[Records drawn from a dataset]
.....
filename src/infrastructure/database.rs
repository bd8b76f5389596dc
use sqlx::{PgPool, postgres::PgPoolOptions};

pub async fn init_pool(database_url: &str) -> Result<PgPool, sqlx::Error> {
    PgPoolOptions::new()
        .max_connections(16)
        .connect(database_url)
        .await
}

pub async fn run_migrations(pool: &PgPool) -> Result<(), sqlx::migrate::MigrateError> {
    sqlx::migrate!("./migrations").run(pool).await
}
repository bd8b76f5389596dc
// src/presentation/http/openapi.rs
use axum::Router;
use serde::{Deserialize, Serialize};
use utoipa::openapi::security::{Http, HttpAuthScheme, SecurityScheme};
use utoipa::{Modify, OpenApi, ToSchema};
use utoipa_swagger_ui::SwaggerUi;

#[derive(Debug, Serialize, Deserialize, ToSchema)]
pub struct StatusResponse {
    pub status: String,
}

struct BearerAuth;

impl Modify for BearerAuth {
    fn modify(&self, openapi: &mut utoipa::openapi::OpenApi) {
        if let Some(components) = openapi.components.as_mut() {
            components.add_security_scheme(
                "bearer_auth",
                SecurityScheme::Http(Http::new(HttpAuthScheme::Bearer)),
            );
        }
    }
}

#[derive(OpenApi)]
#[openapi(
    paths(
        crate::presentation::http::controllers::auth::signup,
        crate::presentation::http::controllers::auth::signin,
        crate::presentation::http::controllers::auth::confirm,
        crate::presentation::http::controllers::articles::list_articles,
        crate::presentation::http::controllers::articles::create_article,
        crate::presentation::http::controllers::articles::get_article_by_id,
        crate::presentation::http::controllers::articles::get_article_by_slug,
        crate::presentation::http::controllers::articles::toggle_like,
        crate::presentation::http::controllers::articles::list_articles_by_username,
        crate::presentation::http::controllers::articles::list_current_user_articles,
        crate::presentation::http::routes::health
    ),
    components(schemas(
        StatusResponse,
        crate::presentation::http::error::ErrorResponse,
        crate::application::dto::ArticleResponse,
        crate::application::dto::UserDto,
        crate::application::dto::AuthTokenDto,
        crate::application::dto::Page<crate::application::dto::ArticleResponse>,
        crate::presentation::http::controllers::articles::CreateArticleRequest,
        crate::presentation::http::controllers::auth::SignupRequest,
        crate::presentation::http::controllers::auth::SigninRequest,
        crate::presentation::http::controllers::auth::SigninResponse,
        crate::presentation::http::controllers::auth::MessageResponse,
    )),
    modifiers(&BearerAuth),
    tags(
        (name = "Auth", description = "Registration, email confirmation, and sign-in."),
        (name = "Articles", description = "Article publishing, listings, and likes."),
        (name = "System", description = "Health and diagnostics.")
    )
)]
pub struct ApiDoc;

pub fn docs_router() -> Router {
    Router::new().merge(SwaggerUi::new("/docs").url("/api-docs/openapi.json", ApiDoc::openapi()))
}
.....
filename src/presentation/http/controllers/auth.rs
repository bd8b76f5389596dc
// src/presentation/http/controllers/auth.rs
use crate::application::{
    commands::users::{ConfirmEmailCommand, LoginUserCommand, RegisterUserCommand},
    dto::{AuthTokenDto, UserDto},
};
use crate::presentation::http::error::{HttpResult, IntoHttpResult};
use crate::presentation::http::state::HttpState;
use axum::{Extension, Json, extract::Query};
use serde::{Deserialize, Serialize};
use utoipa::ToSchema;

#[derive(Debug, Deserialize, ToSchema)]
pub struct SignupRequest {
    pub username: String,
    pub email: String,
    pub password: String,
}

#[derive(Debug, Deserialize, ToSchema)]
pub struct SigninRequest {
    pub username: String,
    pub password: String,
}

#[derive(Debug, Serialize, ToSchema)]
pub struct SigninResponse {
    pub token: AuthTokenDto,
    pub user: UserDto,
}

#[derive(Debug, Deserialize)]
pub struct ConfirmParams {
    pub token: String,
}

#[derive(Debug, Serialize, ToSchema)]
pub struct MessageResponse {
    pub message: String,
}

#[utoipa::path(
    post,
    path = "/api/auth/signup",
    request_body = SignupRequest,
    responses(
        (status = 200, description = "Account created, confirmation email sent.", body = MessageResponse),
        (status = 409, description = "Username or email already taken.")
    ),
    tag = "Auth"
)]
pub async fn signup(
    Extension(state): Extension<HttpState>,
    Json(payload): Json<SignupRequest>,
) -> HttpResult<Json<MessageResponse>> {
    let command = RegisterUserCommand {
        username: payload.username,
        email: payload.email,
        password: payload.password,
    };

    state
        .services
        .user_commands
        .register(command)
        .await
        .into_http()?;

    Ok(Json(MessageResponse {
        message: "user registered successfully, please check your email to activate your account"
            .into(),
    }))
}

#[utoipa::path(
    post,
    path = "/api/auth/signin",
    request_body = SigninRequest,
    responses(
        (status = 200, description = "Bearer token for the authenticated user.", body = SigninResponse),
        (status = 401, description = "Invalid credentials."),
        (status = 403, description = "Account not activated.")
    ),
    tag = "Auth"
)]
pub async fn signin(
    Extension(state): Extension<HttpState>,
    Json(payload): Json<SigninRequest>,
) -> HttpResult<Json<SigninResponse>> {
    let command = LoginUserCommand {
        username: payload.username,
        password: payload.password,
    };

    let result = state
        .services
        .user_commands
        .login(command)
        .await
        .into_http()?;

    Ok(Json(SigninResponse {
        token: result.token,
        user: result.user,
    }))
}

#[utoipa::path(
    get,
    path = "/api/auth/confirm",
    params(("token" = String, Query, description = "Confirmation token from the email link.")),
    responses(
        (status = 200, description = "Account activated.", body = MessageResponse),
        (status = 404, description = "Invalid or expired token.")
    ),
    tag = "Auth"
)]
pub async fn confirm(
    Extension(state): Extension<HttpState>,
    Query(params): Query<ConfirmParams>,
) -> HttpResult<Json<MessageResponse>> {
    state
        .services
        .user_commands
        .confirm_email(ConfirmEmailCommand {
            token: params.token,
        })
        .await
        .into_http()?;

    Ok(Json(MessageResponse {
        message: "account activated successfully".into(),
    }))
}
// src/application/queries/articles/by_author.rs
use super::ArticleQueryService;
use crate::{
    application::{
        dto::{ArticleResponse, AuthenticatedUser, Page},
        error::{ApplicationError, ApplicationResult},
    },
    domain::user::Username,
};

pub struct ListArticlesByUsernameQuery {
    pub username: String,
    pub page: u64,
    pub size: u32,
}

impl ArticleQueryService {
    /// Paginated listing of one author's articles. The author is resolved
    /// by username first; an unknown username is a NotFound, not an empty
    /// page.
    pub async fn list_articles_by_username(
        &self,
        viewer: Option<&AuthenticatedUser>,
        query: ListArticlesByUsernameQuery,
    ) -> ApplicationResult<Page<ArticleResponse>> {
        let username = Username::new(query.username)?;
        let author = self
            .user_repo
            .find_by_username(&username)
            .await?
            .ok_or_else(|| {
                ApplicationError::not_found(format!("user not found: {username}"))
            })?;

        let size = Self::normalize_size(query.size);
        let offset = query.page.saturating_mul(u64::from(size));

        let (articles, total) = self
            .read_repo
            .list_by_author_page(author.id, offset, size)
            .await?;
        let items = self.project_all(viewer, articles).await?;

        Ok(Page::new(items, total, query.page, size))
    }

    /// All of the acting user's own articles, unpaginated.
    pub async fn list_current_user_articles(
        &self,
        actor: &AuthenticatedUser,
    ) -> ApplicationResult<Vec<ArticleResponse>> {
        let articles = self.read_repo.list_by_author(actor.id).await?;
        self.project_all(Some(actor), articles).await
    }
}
.....
Count, in the records above, the lines that contain "total", and write only the resulting number.

- [Written answer]:
2